Content starts

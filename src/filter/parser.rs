//! Recursive-descent parser for the SCIM filter grammar, built over the
//! token stream from [`super::lexer`].
//!
//! ```text
//! filter      := orExpr
//! orExpr      := andExpr ( "or" andExpr )*
//! andExpr     := term   ( "and" term )*
//! term        := "(" filter ")" | predicate
//! predicate   := attrPath ws op ( ws value )?
//! op          := "eq" | "co" | "sw" | "pr" | "gt" | "ge" | "lt" | "le"
//! attrPath    := [ schemaURI ":" ] attrName [ "." subAttrName ]
//! value       := quotedString | bareLiteral
//! ```

use super::ast::{AttributePath, CompareOp, Filter, FilterValue};
use super::lexer::{tokenize, Token, TokenKind};
use crate::error::{GatewayError, Result};

/// Parse a SCIM filter string into its AST.
pub fn parse(input: &str) -> Result<Filter> {
    let tokens = tokenize(input)?;
    let mut parser = Parser {
        tokens,
        pos: 0,
        input_len: input.chars().count(),
    };
    let filter = parser.parse_or()?;
    if let Some(tok) = parser.peek() {
        return Err(GatewayError::invalid_filter(
            tok.position,
            format!("unexpected trailing token after filter: {:?}", tok.kind),
        ));
    }
    Ok(filter)
}

struct Parser {
    tokens: Vec<Token>,
    pos: usize,
    input_len: usize,
}

impl Parser {
    fn peek(&self) -> Option<&Token> {
        self.tokens.get(self.pos)
    }

    fn advance(&mut self) -> Option<Token> {
        let tok = self.tokens.get(self.pos).cloned();
        if tok.is_some() {
            self.pos += 1;
        }
        tok
    }

    fn eof_position(&self) -> usize {
        self.tokens.last().map(|t| t.position + 1).unwrap_or(self.input_len)
    }

    fn word_keyword_matches(&self, keyword: &str) -> bool {
        matches!(self.peek(), Some(Token { kind: TokenKind::Word(w), .. }) if w.eq_ignore_ascii_case(keyword))
    }

    fn parse_or(&mut self) -> Result<Filter> {
        let mut children = vec![self.parse_and()?];
        while self.word_keyword_matches("or") {
            self.advance();
            children.push(self.parse_and()?);
        }
        Ok(if children.len() == 1 {
            children.remove(0)
        } else {
            Filter::Or(children)
        })
    }

    fn parse_and(&mut self) -> Result<Filter> {
        let mut children = vec![self.parse_term()?];
        while self.word_keyword_matches("and") {
            self.advance();
            children.push(self.parse_term()?);
        }
        Ok(if children.len() == 1 {
            children.remove(0)
        } else {
            Filter::And(children)
        })
    }

    fn parse_term(&mut self) -> Result<Filter> {
        if matches!(self.peek(), Some(Token { kind: TokenKind::LParen, .. })) {
            self.advance();
            let inner = self.parse_or()?;
            match self.advance() {
                Some(Token { kind: TokenKind::RParen, .. }) => Ok(inner),
                Some(tok) => Err(GatewayError::invalid_filter(
                    tok.position,
                    "expected ')'".to_string(),
                )),
                None => Err(GatewayError::invalid_filter(self.eof_position(), "expected ')'")),
            }
        } else {
            self.parse_predicate()
        }
    }

    fn parse_predicate(&mut self) -> Result<Filter> {
        let path_tok = self.advance().ok_or_else(|| {
            GatewayError::invalid_filter(self.eof_position(), "expected attribute path")
        })?;
        let path_word = match &path_tok.kind {
            TokenKind::Word(w) => w.clone(),
            other => {
                return Err(GatewayError::invalid_filter(
                    path_tok.position,
                    format!("expected attribute path, found {other:?}"),
                ))
            }
        };
        let attr = parse_attr_path(&path_word);

        let op_tok = self.advance().ok_or_else(|| {
            GatewayError::invalid_filter(self.eof_position(), "expected comparison operator")
        })?;
        let op_word = match &op_tok.kind {
            TokenKind::Word(w) => w.clone(),
            other => {
                return Err(GatewayError::invalid_filter(
                    op_tok.position,
                    format!("expected comparison operator, found {other:?}"),
                ))
            }
        };
        let op = CompareOp::parse_keyword(&op_word).ok_or_else(|| {
            GatewayError::invalid_filter(op_tok.position, format!("unknown operator '{op_word}'"))
        })?;

        if op == CompareOp::Pr {
            return Ok(Filter::Compare { op, attr, value: None });
        }

        let value_tok = self.advance().ok_or_else(|| {
            GatewayError::invalid_filter(self.eof_position(), "expected filter value")
        })?;
        let value = match &value_tok.kind {
            TokenKind::QuotedString(s) => FilterValue::Str(s.clone()),
            TokenKind::Word(w) => parse_bare_literal(w, value_tok.position)?,
            other => {
                return Err(GatewayError::invalid_filter(
                    value_tok.position,
                    format!("expected filter value, found {other:?}"),
                ))
            }
        };

        Ok(Filter::Compare { op, attr, value: Some(value) })
    }
}

fn parse_attr_path(word: &str) -> AttributePath {
    let (schema_uri, rest) = match word.rfind(':') {
        Some(idx) => (Some(word[..idx].to_string()), &word[idx + 1..]),
        None => (None, word),
    };
    let (attr_name, sub_attr_name) = match rest.find('.') {
        Some(idx) => (rest[..idx].to_string(), Some(rest[idx + 1..].to_string())),
        None => (rest.to_string(), None),
    };
    AttributePath {
        schema_uri,
        attr_name,
        sub_attr_name,
    }
}

fn parse_bare_literal(word: &str, position: usize) -> Result<FilterValue> {
    if word.eq_ignore_ascii_case("true") {
        return Ok(FilterValue::Bool(true));
    }
    if word.eq_ignore_ascii_case("false") {
        return Ok(FilterValue::Bool(false));
    }
    word.parse::<i64>().map(FilterValue::Int).map_err(|_| {
        GatewayError::invalid_filter(
            position,
            format!("bare literal '{word}' is not true, false, or an integer"),
        )
    })
}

Content ends

**Work request:** When you reach the line in the material above that holds "Filter::And(children)", begin reproducing lines exactly, and stop after the line that holds "kind: TokenKind::RParen, ..".

**Reply to the exercise:**
            Filter::And(children)
        })
    }

    fn parse_term(&mut self) -> Result<Filter> {
        if matches!(self.peek(), Some(Token { kind: TokenKind::LParen, .. })) {
            self.advance();
            let inner = self.parse_or()?;
            match self.advance() {
                Some(Token { kind: TokenKind::RParen, .. }) => Ok(inner),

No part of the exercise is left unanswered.